Here’s the abstract from the fascinating article:
In this paper, we develop two automated authorship attribution schemes, one based on Multiple Discriminant Analysis (MDA) and the other based on a Support Vector Machine (SVM). The classification features we exploit are based on word frequencies in the text. We adopt an approach of preprocessing each text by stripping it of all characters except a-z and space. This is in order to increase the portability of the software to different types of texts. We test the methodology on a corpus of undisputed English texts, and use leave-one-out cross validation to demonstrate classification accuracies in excess of 90%. We further test our methods on theFederalist Papers, which have a partly disputed authorship and a fair degree of scholarly consensus. And finally, we apply our methodology to the question of the authorship of theLetter to the Hebrews by comparing it against a number of original Greek texts of known authorship. These tests identify where some of the limitations lie, motivating a number of open questions for future work. An open source implementation of our methodology is freely available for use at https://github.com/matthewberryman/author-detection.
In order to test their research, the team first applied it to English texts with known authors, and found an accuracy rate of over 90%. Then, they applied it to the twelve disputed essays in the Federalist Papers:
The Federalist Papers are a series of 85 political essays published under the name ‘Publius’ in 1788. At first, the real author(s) were a guarded secret, but scholars now accept that Alexander Hamilton, James Madison, and John Jay are the authors. After a while Hamilton and then Madison provided their own lists declaring the authorship [31], [32]. The difference between these two lists is that there are 12 essays that both Madison and Hamilton claimed individually for themselves. So 73 texts might be considered to have known author(s) while 12 are of disputed authorship. These 12 disputed authorship texts are essay numbers 49–58, 62 and 63. An early study carried out by Mosteller and Wallace (1964) concluded that all of the disputed essays were written by Madison, with the possible exception that essay number 55 might be written by Hamilton [10], [33]. Not all researchers agree with this conclusion. Some scholars also suggest that essay number 64, which is normally attributed to Jay, is written by Madison[31], so we also consider essay number 64 as a disputed text. In total, this gives us 13 disputed essays and 72 undisputed essays. Amongst the undisputed texts, 51 essays are written by Hamilton, 14 essays are written by Madison, and 4 essays are written by Jay.
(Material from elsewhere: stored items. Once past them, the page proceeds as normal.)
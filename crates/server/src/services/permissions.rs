//! Access decisions. Pure functions of requester, owner and privacy; they
//! must run before any private data is loaded into a response.

use super::identity::Owner;

/// Self-context: the requester owns the namespace, directly or through
/// organization membership.
pub fn has_view_access(requester: Option<i64>, owner: &Owner) -> bool {
    let Some(user_id) = requester else {
        return false;
    };

    match owner {
        Owner::User(user) => user.id == user_id,
        Owner::Organization(org) => org.member_ids.contains(&user_id),
    }
}

/// Creating projects, initializing them and triggering syncs.
pub fn can_manage(requester: i64, owner: &Owner) -> bool {
    has_view_access(Some(requester), owner)
}
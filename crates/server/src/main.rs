use std::net::SocketAddr;
use std::sync::Arc;

use axum::{middleware as axum_middleware, routing::get, Router};
use tower_http::{
    cors::{Any, CorsLayer},
    trace::TraceLayer,
};
use tracing_subscriber::{layer::SubscriberExt, util::SubscriberInitExt};

mod config;
mod db;
mod error;
mod middleware;
mod routes;
mod services;
#[cfg(test)]
mod test_support;

use services::{git::GitCli, storage::CheckoutStore, sync::SyncService};

#[tokio::main]
async fn main() -> anyhow::Result<()> {
    // Initialize tracing
    tracing_subscriber::registry()
        .with(
            tracing_subscriber::EnvFilter::try_from_default_env()
                .unwrap_or_else(|_| "gitran_server=debug,tower_http=debug".into()),
        )
        .with(tracing_subscriber::fmt::layer())
        .init();

    let config = config::Config::from_env();

    let db = db::Database::connect(&config.database_url).await?;
    db.run_migrations().await?;

    // Checkouts are scratch space; anything left from a previous run is junk
    let store = CheckoutStore::new(&config.storage_path);
    store.init().await?;

    let sync = SyncService::new(
        db.pool.clone(),
        Arc::new(GitCli::new(config.git_bin.clone())),
        store,
        config.sync.clone(),
    );

    // Runs that were in flight when the last process died never finish
    let recovered = services::sync::recover_stale(&db.pool, chrono::Utc::now()).await?;
    if recovered > 0 {
        tracing::warn!(count = recovered, "reset syncs interrupted by restart");
    }
    sync.spawn_scheduler();

    let state = AppState {
        db,
        config: config.clone(),
        sync: sync.clone(),
    };
    let app = build_router(state);

    let addr = SocketAddr::from(([0, 0, 0, 0], config.port));
    tracing::info!("Starting server on {}", addr);

    let listener = tokio::net::TcpListener::bind(addr).await?;
    axum::serve(listener, app)
        .with_graceful_shutdown(shutdown_signal())
        .await?;

    tracing::info!("waiting for running syncs to stop");
    sync.shutdown().await;

    Ok(())
}

pub fn build_router(state: AppState) -> Router {
    let api_router = Router::new()
        .nest("/auth", routes::auth::router())
        .nest("/languages", routes::languages::router())
        .nest("/users", routes::users::router())
        .nest("/orgs", routes::orgs::router())
        .nest("/projects", routes::projects::router())
        .layer(axum_middleware::from_fn_with_state(
            state.clone(),
            middleware::auth::auth_middleware,
        ));

    Router::new()
        .route("/health", get(health_check))
        .nest("/api", api_router)
        .with_state(state)
        .layer(TraceLayer::new_for_http())
        .layer(
            CorsLayer::new()
                .allow_origin(Any)
                .allow_methods(Any)
                .allow_headers(Any),
        )
}

async fn health_check() -> &'static str {
    "OK"
}

async fn shutdown_signal() {
    if let Err(e) = tokio::signal::ctrl_c().await {
        tracing::error!(error = %e, "failed to listen for shutdown signal");
        std::future::pending::<()>().await;
    }
    tracing::info!("shutdown signal received");
}

#[derive(Clone)]
pub struct AppState {
    pub db: db::Database,
    pub config: config::Config,
    pub sync: SyncService,
}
Three essays (numbers 18, 19, and 20) are products of collaboration between Hamilton and Madison[34], [35].
The texts are obtained from the Project Gutenberg Archives [28]. We put aside the three essays with collaborative authorship and take the remaining 69 essays as the training dataset. The same function word list (see Table 4) is used for our MDA and SVM classifiers. Because there are three authors, MDA produces two discriminant functions, that are shown in Figure 4. For the Federalist Papers of undisputed authorship, the LOO-CV accuracy is 97.1%, close to the LOO-CV accuracy for the SVM, 95.6%. In both methods the number of function words required to achieve the highest accuracy is 75 words.
The program found that “there is a relatively high likelihood that Essay 62 was written by Madison.” However, it was not certain about the authorship of several of the other disputed essays. A possible reason for this is that these essays were “the products of a greater degree of collaboration between the authors, and this remains an open question for future investigation.”